FUT-175, a Synthetic Inhibitor of the Complement Pathway, Protects Against the Inactivation of Infectious Retroviruses by Human Serum

Abstract

Serum-induced inactivation of retroviruses is the most critical limitation for in vivo gene transfer therapy. To solve this problem, we searched for reagents that protect retroviruses from inactivation. The effects of the protease inhibitors FOY-007 and FOY-305 and of an inhibitor of the complement pathway FUT-175, all of which have been used clinically, were investigated. All of these agents protected against the inactivation of retroviruses by human serum, with 1 μM FUT-175 providing the most effective protection.

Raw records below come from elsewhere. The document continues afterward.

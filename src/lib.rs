//! Generic hierarchical container.
//!
//! A [`Tree`] owns every node of a forest in a generational arena and hands
//! out [`NodeId`] handles. Values are attached below a parent only if they do
//! not already appear in the parent's ancestor chain, so the hierarchy stays
//! acyclic unless checking is switched off in [`TreeOptions`].
//!
//! ```
//! use valtree::{Tree, TreeOptions};
//!
//! let tree = Tree::from_children_selector(
//!     vec!["A"],
//!     |v: &&str| match *v {
//!         "A" => vec!["B", "C"],
//!         "B" => vec!["D"],
//!         _ => vec![],
//!     },
//!     TreeOptions::default(),
//! )
//! .unwrap();
//!
//! assert_eq!(tree.view().to_vec(), vec!["A", "B", "D", "C"]);
//! ```

pub mod config;
pub mod domain;
pub mod errors;
pub mod tree_traits;
pub mod util;

pub use config::TreeOptions;
pub use domain::{HierarchyView, Node, NodeId, Tree, TreeError, TreeResult};
pub use errors::OptionsError;
pub use tree_traits::TreeNodeConvert;
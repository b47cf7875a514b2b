//! Tests for the construction strategies

use std::collections::HashMap;

use rstest::{fixture, rstest};
use valtree::util::testing;
use valtree::{Tree, TreeError, TreeOptions};

#[ctor::ctor]
fn init() {
    testing::init_test_setup();
}

//        org
//      /  |  \
//    eng ops  hr
//    / \   |
//  web db  it
#[fixture]
fn relations() -> Vec<(&'static str, Option<&'static str>)> {
    vec![
        ("org", None),
        ("eng", Some("org")),
        ("ops", Some("org")),
        ("hr", Some("org")),
        ("web", Some("eng")),
        ("db", Some("eng")),
        ("it", Some("ops")),
    ]
}

fn children_map(relations: &[(&'static str, Option<&'static str>)]) -> HashMap<&'static str, Vec<&'static str>> {
    let mut map: HashMap<_, Vec<_>> = HashMap::new();
    for &(child, parent) in relations {
        if let Some(parent) = parent {
            map.entry(parent).or_default().push(child);
        }
    }
    map
}

/// (parent value, child value) pairs, sorted
fn edges<T: Ord + Clone>(tree: &Tree<T>) -> Vec<(T, T)> {
    let mut edges: Vec<(T, T)> = tree
        .nodes()
        .filter_map(|(_, node)| {
            let parent = tree.value(node.parent()?)?;
            Some((parent.clone(), node.value().clone()))
        })
        .collect();
    edges.sort();
    edges
}

// ============================================================
// Strategy equivalence
// ============================================================

#[rstest]
fn given_same_relation_when_building_top_down_and_bottom_up_then_edges_match(
    relations: Vec<(&'static str, Option<&'static str>)>,
) {
    let children = children_map(&relations);
    let parents: HashMap<_, _> = relations.iter().copied().collect();

    let top_down = Tree::from_children_selector(
        vec!["org"],
        |v: &&str| children.get(v).cloned().unwrap_or_default(),
        TreeOptions::default(),
    )
    .unwrap();
    let bottom_up = Tree::from_parent_selector(
        relations.iter().map(|(v, _)| *v),
        |v: &&str| parents.get(v).copied().flatten(),
        TreeOptions::default(),
    )
    .unwrap();

    assert_eq!(top_down.len(), relations.len());
    assert_eq!(bottom_up.len(), relations.len());
    assert_eq!(edges(&top_down), edges(&bottom_up));
    assert_eq!(top_down.depth(), 3);
}

#[rstest]
fn given_same_relation_when_building_incrementally_then_edges_match(
    relations: Vec<(&'static str, Option<&'static str>)>,
) {
    let children = children_map(&relations);
    let mut incremental = Tree::new();
    let org = incremental.add_value("org");
    let mut pending = vec![org];
    while let Some(parent) = pending.pop() {
        let value = *incremental.value(parent).unwrap();
        let kids = children.get(value).cloned().unwrap_or_default();
        pending.extend(incremental.add_children(parent, kids).unwrap());
    }

    let from_values = Tree::from_values_with_children(
        relations.iter().map(|(v, _)| *v),
        |v: &&str| children.get(v).cloned().unwrap_or_default(),
        TreeOptions::default(),
    )
    .unwrap();

    assert_eq!(edges(&incremental), edges(&from_values));
    assert_eq!(from_values.roots().len(), 1);
}

// ============================================================
// Top-down example
// ============================================================

#[test]
fn given_children_selector_when_building_then_levels_and_offspring_match() {
    let tree = Tree::from_children_selector(
        vec!["A"],
        |v: &&str| match *v {
            "A" => vec!["B", "C"],
            "B" => vec!["D"],
            _ => vec![],
        },
        TreeOptions::default(),
    )
    .unwrap();

    assert_eq!(tree.len(), 4);
    let level = |value: &'static str| tree.get(tree.find(&value)[0]).unwrap().level();
    assert_eq!(level("A"), 0);
    assert_eq!(level("B"), 1);
    assert_eq!(level("C"), 1);
    assert_eq!(level("D"), 2);

    let a = tree.roots()[0];
    let offspring: Vec<&str> = tree.offspring(a).iter().map(|&i| *tree.value(i).unwrap()).collect();
    assert_eq!(offspring, vec!["B", "D", "C"]);
}

#[test]
fn given_values_without_explicit_roots_when_building_then_infers_roots() {
    let tree = Tree::from_values_with_children(
        vec![3, 1, 2, 10],
        |v: &i32| if *v == 1 { vec![2, 3] } else { vec![] },
        TreeOptions::default(),
    )
    .unwrap();

    let roots: Vec<i32> = tree.roots().iter().map(|&r| *tree.value(r).unwrap()).collect();
    assert_eq!(roots, vec![1, 10]);
    assert_eq!(tree.len(), 4);
}

#[test]
fn given_existing_tree_when_filling_from_children_then_appends_new_roots() {
    let mut tree = Tree::from_values(vec![0], TreeOptions::default());

    let created = tree.fill_from_children(vec![1], |v: &u8| if *v < 3 { vec![v + 1] } else { vec![] }).unwrap();

    assert_eq!(created.len(), 1);
    assert_eq!(tree.roots().len(), 2);
    assert_eq!(tree.len(), 4);
    assert_eq!(tree.depth(), 3);
}

// ============================================================
// Cyclic input
// ============================================================

#[test]
fn given_cyclic_children_when_strict_then_fails() {
    let result = Tree::from_children_selector(
        vec!["a"],
        |v: &&str| match *v {
            "a" => vec!["b"],
            "b" => vec!["a"],
            _ => vec![],
        },
        TreeOptions::strict(),
    );

    assert!(matches!(result, Err(TreeError::InvalidChild { value: "a", .. })));
}

#[test]
fn given_cyclic_children_when_lenient_then_cuts_cycle() {
    let tree = Tree::from_children_selector(
        vec!["a"],
        |v: &&str| match *v {
            "a" => vec!["b", "c"],
            "b" => vec!["a", "d"],
            _ => vec![],
        },
        TreeOptions::lenient(),
    )
    .unwrap();

    let mut values: Vec<&str> = tree.values().copied().collect();
    values.sort();
    assert_eq!(values, vec!["a", "b", "c", "d"]);
}

#[test]
fn given_cycle_below_root_when_building_bottom_up_lenient_then_cuts_cycle() {
    // r <- x, x <- y, y <- x: x reachable from r, y points back at x
    let tree = Tree::from_parent_selector(
        vec!["r", "x", "y"],
        |v: &&str| match *v {
            "x" => vec!["r", "y"],
            "y" => vec!["x"],
            _ => vec![],
        },
        TreeOptions::lenient(),
    )
    .unwrap();

    assert_eq!(tree.values().copied().collect::<Vec<_>>(), vec!["r", "x", "y"]);
    assert_eq!(tree.depth(), 3);
}

#[test]
fn given_multi_parent_value_when_building_bottom_up_then_places_under_each_parent() {
    let tree = Tree::from_parent_selector(
        vec!["p", "q", "shared"],
        |v: &&str| if *v == "shared" { vec!["p", "q"] } else { vec![] },
        TreeOptions::default(),
    )
    .unwrap();

    assert_eq!(tree.find(&"shared").len(), 2);
    assert_eq!(tree.roots().len(), 2);
}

Thus, the co-administration of FUT-175 with retroviruses may make retrovirus-mediated in vivo gene transfer feasible for the treatment of patients. FUT-175 dose-dependently inhibited the classical pathway of complement in a hemolysis protection assay of sensitized sheep erythrocytes with guinea pig serum or by cell-lysis assay of mouse fibroblasts with human serum. However, increasing the FUT-175 concentration by 10-fold (10 μM) did not produce further protection against retroviral inactivation in most human sera. There was also no correlation between the serum-induced inactivation of retroviruses and either the amount of anti-α-galactosyl (anti-α-Gal) antibody or the complement activity in human serum. These results suggest that retroviruses are not inactivated by utilizing the same pathway leading to cell lysis by the classical complement system. Among the agents tested at concentrations of clinical dose, FUT-175 showed the most effective protection against human serum-induced inactivation of retroviruses. Co-administration of FUT-175 may make retrovirus-mediated in vivo gene transfer feasible for the treatment of patients. Although FUT-175 dose-dependently inhibited the complement pathway, a 10-fold higher concentration did not produce further protection against retroviral inactivation in most human sera. There was no correlation between the serum-induced inactivation of retroviruses and either the amount of anti-α-galactosyl (anti-α-Gal) antibody or the complement activity in human serum, suggesting that retroviruses are not inactivated solely by the classical complement system.